Pig Feast ist ein Dokumentarfilm über die massive Abholzung in Papua. Die indonesische Regierung lässt im Süden Papuas riesige Plantagen anlegen, ohne Rücksicht auf die indigene Bevölkerung und deren Umwelt. Angebaut werden sollen Reis, doch auch Zuckerrohr für die Produktion von Bio-Ethanol und Ölpalmen für die Produktion von Bio-Diesel. Große Regenwaldflächen werden zerstört. Es ist die momentan weltweit größte Entwaldungsaktion. Laut Regierung dient diese Maßnahme dazu, die Ernährungssicherheit zu verbessern und alternativen Kraftstoff zu gewinnen.

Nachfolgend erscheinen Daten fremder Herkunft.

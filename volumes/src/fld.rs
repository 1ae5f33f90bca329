//! AVS Field Files

use crate::grid::GridVolume;
use byteorder::{LittleEndian, ReadBytesExt};
use regex::Regex;
use std::collections::HashMap;
use std::fs;
use std::io::Cursor;
use std::sync::OnceLock;
use volvis_core::geometry::*;
use volvis_core::pbrt::*;

/// The ASCII header ends with two form feed characters.
const HEADER_END: &[u8] = b"\x0c\x0c";

/// Voxel storage types supported in field files.
#[derive(Copy, Clone, Debug, PartialEq, Eq)]
enum VoxelType {
    /// Unsigned 8-bit values.
    Byte,

    /// Unsigned 16-bit little endian values.
    Short,
}

impl VoxelType {
    /// Returns the size of one voxel in bytes.
    fn size(&self) -> usize {
        match self {
            Self::Byte => 1,
            Self::Short => 2,
        }
    }
}

/// Reads a volume from an AVS field (.fld) file.
///
/// * `path` - The file path.
pub fn read_fld(path: &str) -> Result<GridVolume, String> {
    let bytes =
        fs::read(path).map_err(|e| format!("read_fld(): Error reading volume '{path}': {e}"))?;
    let volume = parse_fld(&bytes).map_err(|e| format!("read_fld(): '{path}': {e}"))?;
    info!("Loaded volume '{path}'");
    Ok(volume)
}

/// Parses a volume from the contents of an AVS field file.
///
/// * `bytes` - File contents.
pub fn parse_fld(bytes: &[u8]) -> Result<GridVolume, String> {
    let header_len = bytes
        .windows(HEADER_END.len())
        .position(|w| w == HEADER_END)
        .ok_or_else(|| "Missing end of header".to_string())?;
    let header = std::str::from_utf8(&bytes[..header_len])
        .map_err(|e| format!("Invalid header text: {e}"))?;
    let fields: HashMap<&str, &str> = regex_header_field()
        .captures_iter(header)
        .filter_map(|c| Some((c.get(1)?.as_str(), c.get(2)?.as_str())))
        .collect();

    let dim = |key: &str| -> Result<Int, String> {
        let value = fields.get(key).ok_or_else(|| format!("Missing '{key}' in header"))?;
        match value.parse::<Int>() {
            Ok(n) if n > 0 => Ok(n),
            Ok(n) => Err(format!("Invalid '{key}' {n}")),
            Err(e) => Err(format!("Error parsing '{key}': {e}")),
        }
    };
    let dims = Vector3i::new(dim("dim1")?, dim("dim2")?, dim("dim3")?);

    let voxel_type = match fields.get("data").copied() {
        Some("byte") => VoxelType::Byte,
        Some("short") => VoxelType::Short,
        Some(other) => return Err(format!("Unsupported data type '{other}'")),
        None => return Err("Missing 'data' in header".to_string()),
    };

    let n_voxels = dims.x as usize * dims.y as usize * dims.z as usize;
    let data = &bytes[header_len + HEADER_END.len()..];
    let expected = n_voxels * voxel_type.size();
    if data.len() < expected {
        return Err(format!(
            "Truncated voxel data; expected {expected} bytes, found {}",
            data.len()
        ));
    }

    let mut reader = Cursor::new(data);
    let values = (0..n_voxels)
        .map(|_| match voxel_type {
            VoxelType::Byte => reader.read_u8().map(Float::from),
            VoxelType::Short => reader.read_u16::<LittleEndian>().map(Float::from),
        })
        .collect::<Result<Vec<Float>, _>>()
        .map_err(|e| format!("Error reading voxel data: {e}"))?;

    debug!("Parsed {dims} {voxel_type:?} volume");
    GridVolume::new(dims, values)
}

/// Returns the regular expression matching `key=value` header lines.
fn regex_header_field() -> &'static Regex {
    static DATA: OnceLock<Regex> = OnceLock::new();
    DATA.get_or_init(|| Regex::new(r"(?m)^[ \t]*(\w+)[ \t]*=[ \t]*(\S+)").unwrap())
}

// ----------------------------------------------------------------------------
// Tests
// ----------------------------------------------------------------------------

#[cfg(test)]
mod tests {
    use super::*;
    use volvis_core::volume::Volume;

    fn fld(header: &str, data: &[u8]) -> Vec<u8> {
        let mut bytes = header.as_bytes().to_vec();
        bytes.extend_from_slice(HEADER_END);
        bytes.extend_from_slice(data);
        bytes
    }

    #[test]
    fn parses_byte_volume() {
        let header = "# AVS field file\nndim=3\ndim1=2\ndim2=1\ndim3=2\nnspace=3\nveclen=1\ndata=byte\nfield=uniform\n";
        let volume = parse_fld(&fld(header, &[1, 2, 3, 250])).unwrap();
        assert_eq!(volume.dims(), Vector3i::new(2, 1, 2));
        assert_eq!(volume.voxel(&Point3i::new(1, 0, 0)), 2.0);
        assert_eq!(volume.voxel(&Point3i::new(1, 0, 1)), 250.0);
        assert_eq!(volume.maximum(), 250.0);
    }

    #[test]
    fn parses_little_endian_short_volume() {
        let header = "dim1 = 2\ndim2 = 1\ndim3 = 1\ndata = short\n";
        let volume = parse_fld(&fld(header, &[0x01, 0x00, 0x00, 0x01])).unwrap();
        assert_eq!(volume.voxel(&Point3i::new(0, 0, 0)), 1.0);
        assert_eq!(volume.voxel(&Point3i::new(1, 0, 0)), 256.0);
    }

    #[test]
    fn missing_terminator_is_an_error() {
        assert!(parse_fld(b"dim1=1\ndim2=1\ndim3=1\ndata=byte\n").is_err());
    }

    #[test]
    fn truncated_data_is_an_error() {
        let header = "dim1=2\ndim2=2\ndim3=2\ndata=byte\n";
        let err = parse_fld(&fld(header, &[0; 7])).unwrap_err();
        assert!(err.contains("Truncated"));
    }

    #[test]
    fn unsupported_type_is_an_error() {
        let header = "dim1=1\ndim2=1\ndim3=1\ndata=float\n";
        assert!(parse_fld(&fld(header, &[0; 4])).is_err());
    }

    #[test]
    fn missing_file_is_an_error() {
        assert!(read_fld("/nonexistent/volume.fld").is_err());
    }
}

Der Film zeigt, wie brutal und rasant schnell diese staatlich gelenkten Mega-Projekte umgesetzt werden. Er zeigt Indonesien als Kolonialmacht, die nach Gutdünken Entscheidungen fällt und keine Rücksicht auf die lokale Bevölkerung nimmt. Zehntausende Soldaten sind bereits nach Papua verlegt worden und sichern dort die Zerstörung von Wäldern, den Landraub und kommerzielle Interessen.
Doch die indigenen Papua wehren sich. Eine bewegende, erschütternde Geschichte über Entwaldung, Klimakrise, die Schattenseiten der angeblich grünen Energiewende und massiven lokalen Widerstand dagegen.